**Recorded information:**
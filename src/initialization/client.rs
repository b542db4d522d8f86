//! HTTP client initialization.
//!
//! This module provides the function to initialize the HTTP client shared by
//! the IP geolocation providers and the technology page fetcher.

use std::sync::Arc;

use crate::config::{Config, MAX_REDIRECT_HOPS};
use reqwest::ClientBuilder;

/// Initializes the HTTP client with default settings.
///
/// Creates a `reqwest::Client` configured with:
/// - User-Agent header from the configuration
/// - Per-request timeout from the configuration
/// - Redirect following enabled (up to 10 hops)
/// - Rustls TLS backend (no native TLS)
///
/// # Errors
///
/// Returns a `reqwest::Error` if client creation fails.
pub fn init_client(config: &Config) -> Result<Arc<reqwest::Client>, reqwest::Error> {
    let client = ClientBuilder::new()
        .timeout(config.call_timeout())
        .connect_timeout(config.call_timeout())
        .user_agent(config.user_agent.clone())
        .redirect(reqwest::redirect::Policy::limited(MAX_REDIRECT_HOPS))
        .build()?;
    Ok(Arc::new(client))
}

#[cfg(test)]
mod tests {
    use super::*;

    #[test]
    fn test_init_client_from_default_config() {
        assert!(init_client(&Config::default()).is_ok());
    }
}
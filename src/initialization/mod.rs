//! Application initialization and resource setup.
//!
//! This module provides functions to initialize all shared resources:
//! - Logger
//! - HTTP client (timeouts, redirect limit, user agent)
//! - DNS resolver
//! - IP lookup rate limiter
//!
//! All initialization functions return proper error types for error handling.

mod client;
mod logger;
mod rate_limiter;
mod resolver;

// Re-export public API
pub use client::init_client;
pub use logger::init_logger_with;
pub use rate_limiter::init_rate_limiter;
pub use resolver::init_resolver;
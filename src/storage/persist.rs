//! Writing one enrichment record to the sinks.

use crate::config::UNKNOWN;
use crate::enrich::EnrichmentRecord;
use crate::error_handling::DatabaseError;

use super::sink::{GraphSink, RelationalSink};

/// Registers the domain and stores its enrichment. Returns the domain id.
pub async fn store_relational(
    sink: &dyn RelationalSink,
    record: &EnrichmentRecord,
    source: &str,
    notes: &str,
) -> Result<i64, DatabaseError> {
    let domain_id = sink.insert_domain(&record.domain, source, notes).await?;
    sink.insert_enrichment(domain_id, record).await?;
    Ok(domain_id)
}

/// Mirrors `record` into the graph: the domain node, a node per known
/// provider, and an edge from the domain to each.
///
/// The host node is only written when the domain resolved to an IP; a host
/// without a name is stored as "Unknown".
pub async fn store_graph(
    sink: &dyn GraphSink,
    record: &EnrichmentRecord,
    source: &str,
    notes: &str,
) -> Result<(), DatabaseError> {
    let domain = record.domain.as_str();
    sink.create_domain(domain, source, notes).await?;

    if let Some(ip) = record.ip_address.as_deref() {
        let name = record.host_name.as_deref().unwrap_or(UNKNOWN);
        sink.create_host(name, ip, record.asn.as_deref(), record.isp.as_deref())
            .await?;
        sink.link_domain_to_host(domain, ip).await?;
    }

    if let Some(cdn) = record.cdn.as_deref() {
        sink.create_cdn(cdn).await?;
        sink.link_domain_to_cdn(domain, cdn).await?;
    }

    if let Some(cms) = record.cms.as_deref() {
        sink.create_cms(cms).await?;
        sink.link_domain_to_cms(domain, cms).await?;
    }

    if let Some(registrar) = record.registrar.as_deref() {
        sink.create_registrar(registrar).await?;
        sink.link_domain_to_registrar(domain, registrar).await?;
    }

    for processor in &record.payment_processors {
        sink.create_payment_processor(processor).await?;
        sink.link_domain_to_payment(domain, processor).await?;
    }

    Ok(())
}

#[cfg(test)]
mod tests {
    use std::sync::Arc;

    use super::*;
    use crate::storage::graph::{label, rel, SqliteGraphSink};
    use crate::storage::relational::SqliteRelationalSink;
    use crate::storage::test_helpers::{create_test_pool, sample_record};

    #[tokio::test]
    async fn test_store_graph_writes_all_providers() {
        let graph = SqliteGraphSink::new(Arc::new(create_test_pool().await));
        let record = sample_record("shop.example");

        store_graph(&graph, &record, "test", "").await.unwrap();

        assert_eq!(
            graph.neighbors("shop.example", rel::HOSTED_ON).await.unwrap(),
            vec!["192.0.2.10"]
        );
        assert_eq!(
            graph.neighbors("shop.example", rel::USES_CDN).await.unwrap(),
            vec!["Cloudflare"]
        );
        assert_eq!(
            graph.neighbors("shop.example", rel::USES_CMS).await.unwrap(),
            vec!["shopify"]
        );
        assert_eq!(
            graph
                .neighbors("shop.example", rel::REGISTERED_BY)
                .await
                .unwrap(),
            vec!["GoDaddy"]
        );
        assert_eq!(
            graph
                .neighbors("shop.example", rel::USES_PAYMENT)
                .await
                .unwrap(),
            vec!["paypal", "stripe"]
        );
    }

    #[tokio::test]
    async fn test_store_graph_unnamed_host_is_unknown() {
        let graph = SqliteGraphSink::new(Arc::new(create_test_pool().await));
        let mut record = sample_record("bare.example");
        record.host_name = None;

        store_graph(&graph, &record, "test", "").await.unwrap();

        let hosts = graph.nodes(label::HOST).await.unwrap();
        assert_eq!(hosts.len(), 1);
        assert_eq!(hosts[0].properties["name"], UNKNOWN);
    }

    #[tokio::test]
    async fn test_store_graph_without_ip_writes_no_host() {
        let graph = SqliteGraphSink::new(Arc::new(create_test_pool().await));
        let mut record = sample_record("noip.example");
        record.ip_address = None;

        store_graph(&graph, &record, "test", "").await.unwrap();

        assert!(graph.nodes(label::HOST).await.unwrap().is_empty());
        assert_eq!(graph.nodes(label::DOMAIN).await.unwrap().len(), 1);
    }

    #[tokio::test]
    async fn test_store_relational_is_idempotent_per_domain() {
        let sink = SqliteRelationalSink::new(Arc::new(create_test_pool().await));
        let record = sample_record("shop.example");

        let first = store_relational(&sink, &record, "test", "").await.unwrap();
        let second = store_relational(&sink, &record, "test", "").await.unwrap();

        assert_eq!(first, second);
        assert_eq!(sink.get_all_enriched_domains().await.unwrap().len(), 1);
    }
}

**Work instruction:** Your reply must reproduce all records above exactly.

**Result:**
filename src/initialization/client.rs
repository b542db4d522d8f86
//! HTTP client initialization.
//!
//! This module provides the function to initialize the HTTP client shared by
//! the IP geolocation providers and the technology page fetcher.

use std::sync::Arc;

use crate::config::{Config, MAX_REDIRECT_HOPS};
use reqwest::ClientBuilder;

/// Initializes the HTTP client with default settings.
///
/// Creates a `reqwest::Client` configured with:
/// - User-Agent header from the configuration
/// - Per-request timeout from the configuration
/// - Redirect following enabled (up to 10 hops)
/// - Rustls TLS backend (no native TLS)
///
/// # Errors
///
/// Returns a `reqwest::Error` if client creation fails.
pub fn init_client(config: &Config) -> Result<Arc<reqwest::Client>, reqwest::Error> {
    let client = ClientBuilder::new()
        .timeout(config.call_timeout())
        .connect_timeout(config.call_timeout())
        .user_agent(config.user_agent.clone())
        .redirect(reqwest::redirect::Policy::limited(MAX_REDIRECT_HOPS))
        .build()?;
    Ok(Arc::new(client))
}

#[cfg(test)]
mod tests {
    use super::*;

    #[test]
    fn test_init_client_from_default_config() {
        assert!(init_client(&Config::default()).is_ok());
    }
}
filename src/initialization/mod.rs
//! Application initialization and resource setup.
//!
//! This module provides functions to initialize all shared resources:
//! - Logger
//! - HTTP client (timeouts, redirect limit, user agent)
//! - DNS resolver
//! - IP lookup rate limiter
//!
//! All initialization functions return proper error types for error handling.

mod client;
mod logger;
mod rate_limiter;
mod resolver;

// Re-export public API
pub use client::init_client;
pub use logger::init_logger_with;
pub use rate_limiter::init_rate_limiter;
pub use resolver::init_resolver;
filename src/storage/persist.rs
//! Writing one enrichment record to the sinks.

use crate::config::UNKNOWN;
use crate::enrich::EnrichmentRecord;
use crate::error_handling::DatabaseError;

use super::sink::{GraphSink, RelationalSink};

/// Registers the domain and stores its enrichment. Returns the domain id.
pub async fn store_relational(
    sink: &dyn RelationalSink,
    record: &EnrichmentRecord,
    source: &str,
    notes: &str,
) -> Result<i64, DatabaseError> {
    let domain_id = sink.insert_domain(&record.domain, source, notes).await?;
    sink.insert_enrichment(domain_id, record).await?;
    Ok(domain_id)
}

/// Mirrors `record` into the graph: the domain node, a node per known
/// provider, and an edge from the domain to each.
///
/// The host node is only written when the domain resolved to an IP; a host
/// without a name is stored as "Unknown".
pub async fn store_graph(
    sink: &dyn GraphSink,
    record: &EnrichmentRecord,
    source: &str,
    notes: &str,
) -> Result<(), DatabaseError> {
    let domain = record.domain.as_str();
    sink.create_domain(domain, source, notes).await?;

    if let Some(ip) = record.ip_address.as_deref() {
        let name = record.host_name.as_deref().unwrap_or(UNKNOWN);
        sink.create_host(name, ip, record.asn.as_deref(), record.isp.as_deref())
            .await?;
        sink.link_domain_to_host(domain, ip).await?;
    }

    if let Some(cdn) = record.cdn.as_deref() {
        sink.create_cdn(cdn).await?;
        sink.link_domain_to_cdn(domain, cdn).await?;
    }

    if let Some(cms) = record.cms.as_deref() {
        sink.create_cms(cms).await?;
        sink.link_domain_to_cms(domain, cms).await?;
    }

    if let Some(registrar) = record.registrar.as_deref() {
        sink.create_registrar(registrar).await?;
        sink.link_domain_to_registrar(domain, registrar).await?;
    }

    for processor in &record.payment_processors {
        sink.create_payment_processor(processor).await?;
        sink.link_domain_to_payment(domain, processor).await?;
    }

    Ok(())
}

#[cfg(test)]
mod tests {
    use std::sync::Arc;

    use super::*;
    use crate::storage::graph::{label, rel, SqliteGraphSink};
    use crate::storage::relational::SqliteRelationalSink;
    use crate::storage::test_helpers::{create_test_pool, sample_record};

    #[tokio::test]
    async fn test_store_graph_writes_all_providers() {
        let graph = SqliteGraphSink::new(Arc::new(create_test_pool().await));
        let record = sample_record("shop.example");

        store_graph(&graph, &record, "test", "").await.unwrap();

        assert_eq!(
            graph.neighbors("shop.example", rel::HOSTED_ON).await.unwrap(),
            vec!["192.0.2.10"]
        );
        assert_eq!(
            graph.neighbors("shop.example", rel::USES_CDN).await.unwrap(),
            vec!["Cloudflare"]
        );
        assert_eq!(
            graph.neighbors("shop.example", rel::USES_CMS).await.unwrap(),
            vec!["shopify"]
        );
        assert_eq!(
            graph
                .neighbors("shop.example", rel::REGISTERED_BY)
                .await
                .unwrap(),
            vec!["GoDaddy"]
        );
        assert_eq!(
            graph
                .neighbors("shop.example", rel::USES_PAYMENT)
                .await
                .unwrap(),
            vec!["paypal", "stripe"]
        );
    }

    #[tokio::test]
    async fn test_store_graph_unnamed_host_is_unknown() {
        let graph = SqliteGraphSink::new(Arc::new(create_test_pool().await));
        let mut record = sample_record("bare.example");
        record.host_name = None;

        store_graph(&graph, &record, "test", "").await.unwrap();

        let hosts = graph.nodes(label::HOST).await.unwrap();
        assert_eq!(hosts.len(), 1);
        assert_eq!(hosts[0].properties["name"], UNKNOWN);
    }

    #[tokio::test]
    async fn test_store_graph_without_ip_writes_no_host() {
        let graph = SqliteGraphSink::new(Arc::new(create_test_pool().await));
        let mut record = sample_record("noip.example");
        record.ip_address = None;

        store_graph(&graph, &record, "test", "").await.unwrap();

        assert!(graph.nodes(label::HOST).await.unwrap().is_empty());
        assert_eq!(graph.nodes(label::DOMAIN).await.unwrap().len(), 1);
    }

    #[tokio::test]
    async fn test_store_relational_is_idempotent_per_domain() {
        let sink = SqliteRelationalSink::new(Arc::new(create_test_pool().await));
        let record = sample_record("shop.example");

        let first = store_relational(&sink, &record, "test", "").await.unwrap();
        let second = store_relational(&sink, &record, "test", "").await.unwrap();

        assert_eq!(first, second);
        assert_eq!(sink.get_all_enriched_domains().await.unwrap().len(), 1);
    }
}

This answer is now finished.